> [Exercise]:
Only certain lines below are wanted: those starting at the line containing "pub fn remove_thread_group(&mut" and ending at the line containing "pub fn remove_thread(&mut", both included, each retyped exactly.

> [Collected data]:
====

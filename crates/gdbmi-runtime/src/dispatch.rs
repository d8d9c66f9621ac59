use crate::commands::Followup;
use crate::config::{ParseErrorPolicy, SessionConfig};
use crate::display::stop_address;
use crate::session::{Request, SessionState, Setup};
use crate::ui::{Ui, perform, show};
use crate::{Error, Result};
use gdbmi_engine::{
    UiEffect, apply_breakpoint, apply_exec, apply_notification, remove_breakpoint,
};
use gdbmi_protocol::command::{self, encode};
use gdbmi_protocol::parse;
use gdbmi_types::{AsyncClass, AsyncRecord, CommandToken, Frame, Output, Record, ResultRecord};
use std::sync::Arc;
use tokio::io::{AsyncBufReadExt, AsyncRead, AsyncWrite, AsyncWriteExt, BufReader};
use tokio::sync::mpsc;
use tracing::{debug, error, info, warn};

/// The session's read task: sole owner of the debugger's input stream and
/// of all session state.
pub(crate) struct Actor<W> {
    name: String,
    writer: W,
    state: SessionState,
    ui: Arc<dyn Ui>,
    config: SessionConfig,
}

impl<W> Actor<W>
where
    W: AsyncWrite + Unpin + Send + 'static,
{
    pub(crate) fn new(name: String, writer: W, ui: Arc<dyn Ui>, config: SessionConfig) -> Self {
        Self {
            name,
            writer,
            state: SessionState::new(config.console_history),
            ui,
            config,
        }
    }

    pub(crate) async fn run<R>(
        mut self,
        reader: R,
        mut requests: mpsc::UnboundedReceiver<Request>,
    ) -> Result<()>
    where
        R: AsyncRead + Unpin + Send + 'static,
    {
        let mut lines = BufReader::new(reader).lines();
        info!(session = %self.name, "read loop started");

        loop {
            tokio::select! {
                request = requests.recv() => match request {
                    Some(Request::Stop) | None => {
                        info!(session = %self.name, "read loop detached");
                        return Ok(());
                    }
                    Some(request) => self.handle_request(request).await,
                },
                line = lines.next_line() => match line {
                    Ok(Some(line)) => self.handle_line(line).await?,
                    Ok(None) => {
                        info!(session = %self.name, "debugger output closed");
                        return Ok(());
                    }
                    Err(err) => {
                        error!(session = %self.name, error = %err, "reading debugger output failed");
                        self.ui.async_error(&format!("Debugger output failed: {}", err));
                        return Err(Error::Io(err));
                    }
                },
            }
        }
    }

    async fn handle_request(&mut self, request: Request) {
        match request {
            Request::Send { text, setup, reply } => {
                let result = self.write_command(&text, setup).await;
                let _ = reply.send(result);
            }
            Request::Access(access) => access(&mut self.state),
            Request::Stop => {}
        }
    }

    async fn write_command(&mut self, text: &str, setup: Setup) -> Result<CommandToken> {
        if setup.exec_callback.is_some() {
            let dropped = self.state.table.drop_exec_callbacks();
            if dropped > 0 {
                debug!(session = %self.name, dropped, "older exec callbacks superseded");
            }
        }
        let command = self.state.table.allocate(text);
        command.completion = setup.completion;
        command.followup = setup.followup;
        command.exec_callback = setup.exec_callback;
        let token = command.token;

        let wire = encode(token, text);
        debug!(session = %self.name, "SENT {}", wire.trim_end());
        if let Err(err) = self.write_wire(&wire).await {
            self.state.table.remove(token);
            return Err(Error::Io(err));
        }
        Ok(token)
    }

    async fn write_wire(&mut self, wire: &str) -> std::io::Result<()> {
        self.writer.write_all(wire.as_bytes()).await?;
        self.writer.flush().await
    }

    async fn handle_line(&mut self, line: String) -> Result<()> {
        if line.trim().is_empty() {
            return Ok(());
        }
        debug!(session = %self.name, "RAW {}", line);

        let mut raw = line;
        raw.push('\n');
        match parse(&raw) {
            Ok(output) => {
                self.dispatch(output).await;
                Ok(())
            }
            Err(err) => {
                let message = format!("Failed to parse debugger output: {}", err);
                match self.config.on_parse_error {
                    ParseErrorPolicy::Abort => {
                        error!(session = %self.name, error = %err, line = %raw.trim_end(), "unparsable output, stopping read loop");
                        self.ui.async_error(&message);
                        Err(Error::Parse(err))
                    }
                    ParseErrorPolicy::Skip => {
                        warn!(session = %self.name, error = %err, line = %raw.trim_end(), "unparsable output skipped");
                        self.ui.async_error(&message);
                        Ok(())
                    }
                }
            }
        }
    }

    async fn dispatch(&mut self, output: Output) {
        match output.record {
            Record::Prompt => {}
            Record::Result(record) => self.on_result(output.token, record),
            Record::Async(record) => match record.class {
                AsyncClass::Exec => self.on_exec(output.token, &record).await,
                AsyncClass::Notify => {
                    let effects = apply_notification(&mut self.state.store, &record);
                    self.apply_effects(effects);
                }
                AsyncClass::Status => debug!(session = %self.name, name = %record.name, "status"),
            },
            Record::Stream(record) => self.state.on_stream(record),
        }
    }

    fn on_result(&mut self, token: Option<CommandToken>, record: ResultRecord) {
        let Some((token, resolved)) =
            token.and_then(|t| self.state.table.resolve(t, &record).map(|r| (t, r)))
        else {
            warn!(
                session = %self.name,
                token = %token.map(|t| t.to_string()).unwrap_or_default(),
                class = record.class.as_str(),
                "result for unknown token dropped"
            );
            if let Some(message) = record.error_message() {
                self.ui.async_error(message);
            }
            return;
        };

        if let Some(bkpt) = record.results.get("bkpt") {
            let effects = apply_breakpoint(&mut self.state.store, bkpt);
            self.apply_effects(effects);
        }

        let mut reported = false;
        if let Some(followup) = resolved.followup {
            reported = matches!(followup, Followup::Display { .. });
            self.run_followup(followup, &record);
        }

        match resolved.completion {
            Some(completion) => {
                // the caller may have timed out and gone away
                let _ = completion.send(record);
            }
            None if record.is_error() && !reported => {
                let message = record.error_message().unwrap_or("command failed");
                warn!(session = %self.name, token = %token, message, "command failed");
                self.ui.error(message);
            }
            None => {}
        }
    }

    fn run_followup(&mut self, followup: Followup, record: &ResultRecord) {
        match followup {
            Followup::DeleteBreakpoint(id) if !record.is_error() => {
                let effects = remove_breakpoint(&mut self.state.store, id);
                self.apply_effects(effects);
            }
            Followup::ChangeBreakpoint(id, change) if !record.is_error() => {
                if !self.state.store.apply_change(id, &change) {
                    debug!(session = %self.name, id = %id, "change for unknown breakpoint");
                }
            }
            Followup::Display { expr, frame, last } => {
                let value = match record.error_message() {
                    Some(message) => format!("<error: {}>", message),
                    None => record.results.get_str("value").unwrap_or("").to_string(),
                };
                self.state
                    .displays
                    .record(&stop_address(&frame), &expr, value);
                if last {
                    let context = self.state.displays.context(&self.name, &frame);
                    show(self.ui.as_ref(), self.config.display_mode, &context);
                }
            }
            _ => {}
        }
    }

    async fn on_exec(&mut self, token: Option<CommandToken>, record: &AsyncRecord) {
        let transition = apply_exec(self.state.exec_state, record);
        self.state.exec_state = transition.state;

        if !transition.stopped {
            return;
        }

        // every stop settles the waiting callback, even one without a frame
        let callback = match token {
            Some(token) => self.state.table.take_exec_callback(token),
            None => self.state.table.take_latest_exec_callback(),
        };
        let Some(frame) = transition.frame else {
            if callback.is_some() {
                debug!(session = %self.name, "stop without frame, exec callback dropped");
            }
            return;
        };
        if let Some(callback) = callback {
            callback(frame.clone());
        }

        self.ui.jump_frame(&frame);
        self.evaluate_displays(&frame).await;
    }

    async fn evaluate_displays(&mut self, frame: &Frame) {
        let exprs = self.state.displays.exprs().to_vec();
        let count = exprs.len();
        for (index, expr) in exprs.into_iter().enumerate() {
            let text = command::evaluate_expression(&expr);
            let setup = Setup {
                followup: Some(Followup::Display {
                    expr,
                    frame: frame.clone(),
                    last: index + 1 == count,
                }),
                ..Setup::default()
            };
            if let Err(err) = self.write_command(&text, setup).await {
                warn!(session = %self.name, error = %err, "display evaluation not sent");
                break;
            }
        }
    }

    fn apply_effects(&self, effects: Vec<UiEffect>) {
        for effect in effects {
            perform(self.ui.as_ref(), effect);
        }
    }
}
use gdbmi_types::{
    Breakpoint, BreakpointChange, BreakpointFilter, BreakpointId, Library, ThreadGroup,
    ThreadGroupId,
};
use std::collections::BTreeMap;
use tracing::{info, warn};

/// Breakpoints and thread groups as last reported by the debugger.
///
/// Breakpoints are keyed by their plain number; sub-locations (`N.M`) live
/// inside their parent's `sub_locations`, so deleting a parent drops them
/// with it.
#[derive(Debug, Default)]
pub struct StateStore {
    breakpoints: BTreeMap<BreakpointId, Breakpoint>,
    thread_groups: BTreeMap<ThreadGroupId, ThreadGroup>,
}

impl StateStore {
    pub fn new() -> Self {
        Self::default()
    }

    // --- breakpoints ---

    /// Insert or merge a breakpoint snapshot. Returns the stored breakpoint
    /// and whether it was previously unknown.
    pub fn upsert_breakpoint(&mut self, breakpoint: Breakpoint) -> Option<(&Breakpoint, bool)> {
        let id = breakpoint.id;

        if id.is_location() {
            let Some(parent) = self.breakpoints.get_mut(&id.parent()) else {
                warn!(id = %id, "sub-location for unknown breakpoint dropped");
                return None;
            };
            let created = match parent.sub_location_mut(&id) {
                Some(existing) => {
                    existing.merge(breakpoint);
                    false
                }
                None => {
                    parent.sub_locations.push(breakpoint);
                    parent.sub_locations.sort_by_key(|loc| loc.id);
                    true
                }
            };
            return Some((&*parent, created));
        }

        let created = match self.breakpoints.get_mut(&id) {
            Some(existing) => {
                existing.merge(breakpoint);
                false
            }
            None => {
                info!(id = %id, "breakpoint added");
                self.breakpoints.insert(id, breakpoint);
                true
            }
        };
        self.breakpoints.get(&id).map(|bp| (bp, created))
    }

    /// Remove a breakpoint with all of its sub-locations, or a single
    /// sub-location when `id` is `N.M`. Returns what was removed.
    pub fn remove_breakpoint(&mut self, id: BreakpointId) -> Option<Breakpoint> {
        if id.is_location() {
            let parent = self.breakpoints.get_mut(&id.parent())?;
            let index = parent.sub_locations.iter().position(|loc| loc.id == id)?;
            return Some(parent.sub_locations.remove(index));
        }

        let removed = self.breakpoints.remove(&id);
        if removed.is_some() {
            info!(id = %id, "breakpoint removed");
        }
        removed
    }

    pub fn breakpoint(&self, id: BreakpointId) -> Option<&Breakpoint> {
        let parent = self.breakpoints.get(&id.parent())?;
        if id.is_location() {
            parent.sub_location(&id)
        } else {
            Some(parent)
        }
    }

    /// The plain breakpoint at `file:line`; multi-location breakpoints never
    /// match.
    pub fn breakpoint_at(&self, file: &str, line: u32) -> Option<&Breakpoint> {
        self.breakpoints
            .values()
            .find(|bp| !bp.is_multiple() && bp.is_at(file, line))
    }

    /// The breakpoint number to delete for `file:line`: a plain breakpoint
    /// there, or else the parent of a sub-location there.
    pub fn find_by_location(&self, file: &str, line: u32) -> Option<BreakpointId> {
        if let Some(bp) = self.breakpoint_at(file, line) {
            return Some(bp.id);
        }
        self.breakpoints
            .values()
            .find(|bp| bp.is_at(file, line) || bp.sub_locations.iter().any(|l| l.is_at(file, line)))
            .map(|bp| bp.id)
    }

    pub fn breakpoints(&self, filter: &BreakpointFilter) -> Vec<Breakpoint> {
        self.breakpoints
            .values()
            .filter(|bp| filter.matches(bp))
            .cloned()
            .collect()
    }

    pub fn apply_change(&mut self, id: BreakpointId, change: &BreakpointChange) -> bool {
        let Some(parent) = self.breakpoints.get_mut(&id.parent()) else {
            return false;
        };
        let target = if id.is_location() {
            parent.sub_location_mut(&id)
        } else {
            Some(parent)
        };
        match target {
            Some(bp) => {
                change.apply_to(bp);
                true
            }
            None => false,
        }
    }

    // --- thread groups ---

    pub fn add_thread_group(&mut self, id: ThreadGroupId) {
        info!(group = %id, "thread group added");
        self.thread_groups
            .entry(id.clone())
            .or_insert_with(|| ThreadGroup::new(id));
    }

    pub fn start_thread_group(&mut self, id: ThreadGroupId, pid: Option<String>) {
        info!(group = %id, pid = pid.as_deref().unwrap_or("?"), "thread group started");
        let group = self
            .thread_groups
            .entry(id.clone())
            .or_insert_with(|| ThreadGroup::new(id));
        group.pid = pid;
        group.exit_code = None;
    }

    pub fn remove_thread_group(&mut self, id: &ThreadGroupId) -> Option<ThreadGroup> {
        let removed = self.thread_groups.remove(id);
        if removed.is_some() {
            info!(group = %id, "thread group removed");
        }
        removed
    }

    pub fn add_thread(&mut self, group: &ThreadGroupId, thread: &str) {
        match self.thread_groups.get_mut(group) {
            Some(g) => {
                g.threads.insert(thread.to_string());
            }
            None => warn!(group = %group, thread, "thread for unknown group dropped"),
        }
    }

    pub fn remove_thread(&mut self, group: &ThreadGroupId, thread: &str) {
        if let Some(g) = self.thread_groups.get_mut(group) {
            g.threads.remove(thread);
        }
    }

    /// Record a library for one group, or for every group when `group` is
    /// `None`.
    pub fn add_library(&mut self, group: Option<&ThreadGroupId>, library: Library) {
        for g in self.groups_mut(group) {
            g.libraries.insert(library.id.clone(), library.clone());
        }
    }

    pub fn remove_library(&mut self, group: Option<&ThreadGroupId>, library_id: &str) {
        for g in self.groups_mut(group) {
            g.libraries.remove(library_id);
        }
    }

    fn groups_mut<'s>(
        &'s mut self,
        group: Option<&ThreadGroupId>,
    ) -> Box<dyn Iterator<Item = &'s mut ThreadGroup> + 's> {
        match group {
            Some(id) => Box::new(self.thread_groups.get_mut(id).into_iter()),
            None => Box::new(self.thread_groups.values_mut()),
        }
    }

    pub fn thread_group(&self, id: &ThreadGroupId) -> Option<&ThreadGroup> {
        self.thread_groups.get(id)
    }

    pub fn thread_groups(&self) -> Vec<ThreadGroup> {
        self.thread_groups.values().cloned().collect()
    }
}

====

> [Answer box]:
    pub fn remove_thread_group(&mut self, id: &ThreadGroupId) -> Option<ThreadGroup> {
        let removed = self.thread_groups.remove(id);
        if removed.is_some() {
            info!(group = %id, "thread group removed");
        }
        removed
    }

    pub fn add_thread(&mut self, group: &ThreadGroupId, thread: &str) {
        match self.thread_groups.get_mut(group) {
            Some(g) => {
                g.threads.insert(thread.to_string());
            }
            None => warn!(group = %group, thread, "thread for unknown group dropped"),
        }
    }

    pub fn remove_thread(&mut self, group: &ThreadGroupId, thread: &str) {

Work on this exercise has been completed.